**ACTIVITY:** If a line comes after the one containing "use crate::error::EngineError;", leave it out; copy every line before it, and that line too, exactly as written, starting from the first line of the entries.
#### EXTRACTED DATA
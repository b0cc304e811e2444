#![forbid(unsafe_code)]

//! Procedural block-glyph engine.
//!
//! Every printable character is drawn as an outlined box whose interior shade
//! is derived from the codepoint, on a fixed advance grid. Useful wherever a
//! deterministic engine is needed without a font file: headless runs, tests,
//! and benchmarks. Per-character overrides let callers force specific
//! advances, rasterization failures, or bottom-up bitmaps.

use std::path::{Path, PathBuf};

use rustc_hash::{FxHashMap, FxHashSet};

use crate::engine::{DesignMetrics, FontEngine, RasterGlyph};
use crate::error::EngineError;
use crate::face::design_to_screen;

const UNITS_PER_EM: i32 = 1000;
const LINE_HEIGHT_UNITS: i32 = 1200;
const ADVANCE_UNITS: i32 = 600;
const CAP_HEIGHT_UNITS: i32 = 700;
/// Bitmap rows are padded to this many bytes.
const ROW_ALIGN: usize = 4;

/// Face handle for [`BlockFont`].
#[derive(Debug, Clone, Copy, PartialEq, Eq, Default)]
pub struct BlockFace {
    point_size: u32,
    dpi: u32,
}

impl BlockFace {
    /// Nominal em size in pixels.
    #[must_use]
    pub fn px_size(&self) -> u32 {
        let px = u64::from(self.point_size) * u64::from(self.dpi) / 72;
        u32::try_from(px).unwrap_or(u32::MAX)
    }

    fn scale(&self, units: i32) -> i32 {
        design_to_screen(units, self.point_size, self.dpi, UNITS_PER_EM)
    }
}

#[derive(Debug, Clone, Default)]
pub struct BlockFont {
    advances: FxHashMap<char, i32>,
    missing: FxHashSet<char>,
    bottom_up: FxHashSet<char>,
    unavailable: Vec<PathBuf>,
    max_px_size: Option<u32>,
    rasterize_calls: u64,
}

impl BlockFont {
    #[must_use]
    pub fn new() -> Self {
        Self::default()
    }

    /// Force the pixel advance of `ch`, independent of the face size.
    #[must_use]
    pub fn with_advance(mut self, ch: char, advance: i32) -> Self {
        self.advances.insert(ch, advance);
        self
    }

    /// Make rasterization of `ch` fail.
    #[must_use]
    pub fn with_missing(mut self, ch: char) -> Self {
        self.missing.insert(ch);
        self
    }

    /// Report `ch` as a bottom-up bitmap (negative pitch).
    #[must_use]
    pub fn with_bottom_up(mut self, ch: char) -> Self {
        self.bottom_up.insert(ch);
        self
    }

    /// Make opening `path` fail.
    #[must_use]
    pub fn with_unavailable_face(mut self, path: impl Into<PathBuf>) -> Self {
        self.unavailable.push(path.into());
        self
    }

    /// Reject pixel sizes above `px`.
    #[must_use]
    pub fn with_max_pixel_size(mut self, px: u32) -> Self {
        self.max_px_size = Some(px);
        self
    }

    /// Number of rasterizations performed so far.
    #[must_use]
    pub fn rasterize_calls(&self) -> u64 {
        self.rasterize_calls
    }
}

/// Single-channel coverage canvas with row padding.
struct Canvas {
    width: usize,
    rows: usize,
    pitch: usize,
    pixels: Vec<u8>,
}

impl Canvas {
    fn new(width: usize, rows: usize) -> Self {
        let pitch = width.div_ceil(ROW_ALIGN) * ROW_ALIGN;
        Self {
            width,
            rows,
            pitch,
            pixels: vec![0u8; pitch * rows],
        }
    }

    fn fill_rect(&mut self, x: usize, y: usize, w: usize, h: usize, value: u8) {
        for row in y..(y + h).min(self.rows) {
            let start = row * self.pitch;
            for col in x..(x + w).min(self.width) {
                self.pixels[start + col] = value;
            }
        }
    }

    fn stroke_rect(&mut self, value: u8) {
        self.fill_rect(0, 0, self.width, 1, value);
        self.fill_rect(0, self.rows.saturating_sub(1), self.width, 1, value);
        self.fill_rect(0, 0, 1, self.rows, value);
        self.fill_rect(self.width.saturating_sub(1), 0, 1, self.rows, value);
    }
}

impl FontEngine for BlockFont {
    type Face = BlockFace;

    fn open_face(&mut self, path: &Path) -> Result<BlockFace, EngineError> {
        if self.unavailable.iter().any(|p| p == path) {
            return Err(EngineError::new(format!("cannot open {}", path.display())));
        }
        Ok(BlockFace::default())
    }

    fn set_pixel_size(
        &mut self,
        face: &mut BlockFace,
        point_size: u32,
        dpi: u32,
    ) -> Result<(), EngineError> {
        let px = u64::from(point_size) * u64::from(dpi) / 72;
        let px = u32::try_from(px).map_err(|_| EngineError::new("pixel size overflow"))?;
        if px == 0 {
            return Err(EngineError::new("pixel size rounds to zero"));
        }
        if self.max_px_size.is_some_and(|max| px > max) {
            return Err(EngineError::new(format!("pixel size {px} not available")));
        }
        face.point_size = point_size;
        face.dpi = dpi;
        Ok(())
    }

    fn design_metrics(&self, _face: &BlockFace) -> DesignMetrics {
        DesignMetrics {
            line_height_units: LINE_HEIGHT_UNITS,
            max_advance_units: ADVANCE_UNITS,
            units_per_em: UNITS_PER_EM,
        }
    }

    fn rasterize(&mut self, face: &mut BlockFace, ch: char) -> Result<RasterGlyph, EngineError> {
        self.rasterize_calls += 1;
        if self.missing.contains(&ch) {
            return Err(EngineError::new("glyph not present in face"));
        }

        let advance = self
            .advances
            .get(&ch)
            .copied()
            .unwrap_or_else(|| face.scale(ADVANCE_UNITS));

        if ch.is_whitespace() || ch.is_control() {
            return Ok(RasterGlyph {
                width: 0,
                rows: 0,
                pitch: 0,
                left: 0,
                top: 0,
                advance,
                buffer: Vec::new(),
            });
        }

        // Keep one blank column on each side when the advance allows it.
        let (left, width) = if advance >= 3 {
            (1, advance - 2)
        } else {
            (0, advance.max(1))
        };
        let width = usize::try_from(width).unwrap_or(1);
        let rows = usize::try_from(face.scale(CAP_HEIGHT_UNITS))
            .unwrap_or(0)
            .max(1);
        let mut canvas = Canvas::new(width, rows);
        let shade = 0x20 + ((ch as u32).wrapping_mul(37) % 0xC0) as u8;
        canvas.fill_rect(0, 0, width, rows, shade);
        canvas.stroke_rect(0xFF);

        let pitch = i32::try_from(canvas.pitch).unwrap_or(i32::MAX);
        Ok(RasterGlyph {
            width: i32::try_from(width).unwrap_or(i32::MAX),
            rows: i32::try_from(rows).unwrap_or(i32::MAX),
            pitch: if self.bottom_up.contains(&ch) { -pitch } else { pitch },
            left,
            top: i32::try_from(rows).unwrap_or(i32::MAX),
            advance,
            buffer: canvas.pixels,
        })
    }
}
########
**RESPONSE TO THIS EXERCISE:**
repository b0cc304e811e2444
#![forbid(unsafe_code)]

//! Procedural block-glyph engine.
//!
//! Every printable character is drawn as an outlined box whose interior shade
//! is derived from the codepoint, on a fixed advance grid. Useful wherever a
//! deterministic engine is needed without a font file: headless runs, tests,
//! and benchmarks. Per-character overrides let callers force specific
//! advances, rasterization failures, or bottom-up bitmaps.

use std::path::{Path, PathBuf};

use rustc_hash::{FxHashMap, FxHashSet};

use crate::engine::{DesignMetrics, FontEngine, RasterGlyph};
use crate::error::EngineError;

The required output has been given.